• **About this task**
Every entry must appear in the answer exactly as it does here.

[Saved data entries]
//! Best-effort binding of the calling thread to a single logical CPU.

use std::io;
use std::mem;

/// Restrict the calling thread to `core_id` for the rest of its lifetime.
/// Returns false (after printing a warning) if the kernel rejects the mask;
/// the thread then keeps running unbound.
pub fn pin_to_core(core_id: usize) -> bool {
    let rc = unsafe {
        let mut cpuset: libc::cpu_set_t = mem::zeroed();
        libc::CPU_SET(core_id, &mut cpuset);
        libc::sched_setaffinity(0, mem::size_of::<libc::cpu_set_t>(), &cpuset)
    };
    if rc != 0 {
        eprintln!(
            "Warning: could not pin thread to core {}: {}",
            core_id,
            io::Error::last_os_error()
        );
        return false;
    }
    true
}

#[cfg(test)]
mod tests {
    use super::*;
    use std::fs::File;
    use std::io::{BufRead, BufReader};

    /// Affinity list of the calling thread as the kernel reports it.
    fn allowed_list_for_current_thread() -> String {
        let tid = unsafe { libc::syscall(libc::SYS_gettid) };
        let file = File::open(format!("/proc/self/task/{}/status", tid)).unwrap();
        for line in BufReader::new(file).lines() {
            let line = line.unwrap();
            if let Some(rest) = line.strip_prefix("Cpus_allowed_list:") {
                return rest.trim().to_string();
            }
        }
        panic!("Cpus_allowed_list missing from thread status");
    }

    fn first_allowed_core() -> usize {
        let list = allowed_list_for_current_thread();
        list.split([',', '-']).next().unwrap().parse().unwrap()
    }

    #[test]
    fn pin_restricts_the_current_thread() {
        let core = first_allowed_core();
        assert!(pin_to_core(core));
        assert_eq!(allowed_list_for_current_thread(), core.to_string());
    }

    #[test]
    fn pin_to_a_missing_core_fails_without_panicking() {
        // 1023 is the last slot of the default cpu_set_t mask; machines that
        // large do not run this suite.
        if num_cpus::get() <= 1023 {
            assert!(!pin_to_core(1023));
        }
    }
}
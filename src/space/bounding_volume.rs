//! The contract every bounding-volume type must satisfy (spec §4.1).
use cgmath::BaseFloat;
use super::Vec3;

/// A bounding volume over 3-space points. Implemented by [`super::Aabb`] and
/// [`super::BoundingSphere`], and required of the `BV` type parameter
/// threaded through the BVH.
///
/// `distance` must be a **lower bound** on the distance from `p` to any
/// primitive enclosed by the volume: this is what makes BVH pruning sound.
/// A `BV` whose `distance` doesn't satisfy that bound is a logic error in the
/// caller, not something this trait can check (spec §4.10, `NumericEdge`
/// aside).
pub trait BoundingVolume<T: BaseFloat>: Copy + Clone {
    /// Enclose a set of points.
    fn from_points(points: &[Vec3<T>]) -> Self;

    /// Enclose a set of other bounding volumes of the same kind.
    fn from_volumes(volumes: &[Self]) -> Self;

    fn centroid(&self) -> Vec3<T>;
    fn volume(&self) -> T;
    fn area(&self) -> T;

    fn intersects(&self, other: &Self) -> bool;

    /// Zero if `p` is inside; otherwise the shortest Euclidean distance from
    /// `p` to the volume's surface.
    fn distance(&self, p: Vec3<T>) -> T;

    /// Closed-form volume of the intersection of two bounding volumes of the
    /// same kind.
    fn overlapping_volume(&self, other: &Self) -> T;

    fn contains_point(&self, p: Vec3<T>) -> bool {
        self.distance(p) <= T::zero()
    }
}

• **Output below**
//! Best-effort binding of the calling thread to a single logical CPU.

use std::io;
use std::mem;

/// Restrict the calling thread to `core_id` for the rest of its lifetime.
/// Returns false (after printing a warning) if the kernel rejects the mask;
/// the thread then keeps running unbound.
pub fn pin_to_core(core_id: usize) -> bool {
    let rc = unsafe {
        let mut cpuset: libc::cpu_set_t = mem::zeroed();
        libc::CPU_SET(core_id, &mut cpuset);
        libc::sched_setaffinity(0, mem::size_of::<libc::cpu_set_t>(), &cpuset)
    };
    if rc != 0 {
        eprintln!(
            "Warning: could not pin thread to core {}: {}",
            core_id,
            io::Error::last_os_error()
        );
        return false;
    }
    true
}

#[cfg(test)]
mod tests {
    use super::*;
    use std::fs::File;
    use std::io::{BufRead, BufReader};

    /// Affinity list of the calling thread as the kernel reports it.
    fn allowed_list_for_current_thread() -> String {
        let tid = unsafe { libc::syscall(libc::SYS_gettid) };
        let file = File::open(format!("/proc/self/task/{}/status", tid)).unwrap();
        for line in BufReader::new(file).lines() {
            let line = line.unwrap();
            if let Some(rest) = line.strip_prefix("Cpus_allowed_list:") {
                return rest.trim().to_string();
            }
        }
        panic!("Cpus_allowed_list missing from thread status");
    }

    fn first_allowed_core() -> usize {
        let list = allowed_list_for_current_thread();
        list.split([',', '-']).next().unwrap().parse().unwrap()
    }

    #[test]
    fn pin_restricts_the_current_thread() {
        let core = first_allowed_core();
        assert!(pin_to_core(core));
        assert_eq!(allowed_list_for_current_thread(), core.to_string());
    }

    #[test]
    fn pin_to_a_missing_core_fails_without_panicking() {
        // 1023 is the last slot of the default cpu_set_t mask; machines that
        // large do not run this suite.
        if num_cpus::get() <= 1023 {
            assert!(!pin_to_core(1023));
        }
    }
}
filename src/space/bounding_volume.rs
//! The contract every bounding-volume type must satisfy (spec §4.1).
use cgmath::BaseFloat;
use super::Vec3;

/// A bounding volume over 3-space points. Implemented by [`super::Aabb`] and
/// [`super::BoundingSphere`], and required of the `BV` type parameter
/// threaded through the BVH.
///
/// `distance` must be a **lower bound** on the distance from `p` to any
/// primitive enclosed by the volume: this is what makes BVH pruning sound.
/// A `BV` whose `distance` doesn't satisfy that bound is a logic error in the
/// caller, not something this trait can check (spec §4.10, `NumericEdge`
/// aside).
pub trait BoundingVolume<T: BaseFloat>: Copy + Clone {
    /// Enclose a set of points.
    fn from_points(points: &[Vec3<T>]) -> Self;

    /// Enclose a set of other bounding volumes of the same kind.
    fn from_volumes(volumes: &[Self]) -> Self;

    fn centroid(&self) -> Vec3<T>;
    fn volume(&self) -> T;
    fn area(&self) -> T;

    fn intersects(&self, other: &Self) -> bool;

    /// Zero if `p` is inside; otherwise the shortest Euclidean distance from
    /// `p` to the volume's surface.
    fn distance(&self, p: Vec3<T>) -> T;

    /// Closed-form volume of the intersection of two bounding volumes of the
    /// same kind.
    fn overlapping_volume(&self, other: &Self) -> T;

    fn contains_point(&self, p: Vec3<T>) -> bool {
        self.distance(p) <= T::zero()
    }
}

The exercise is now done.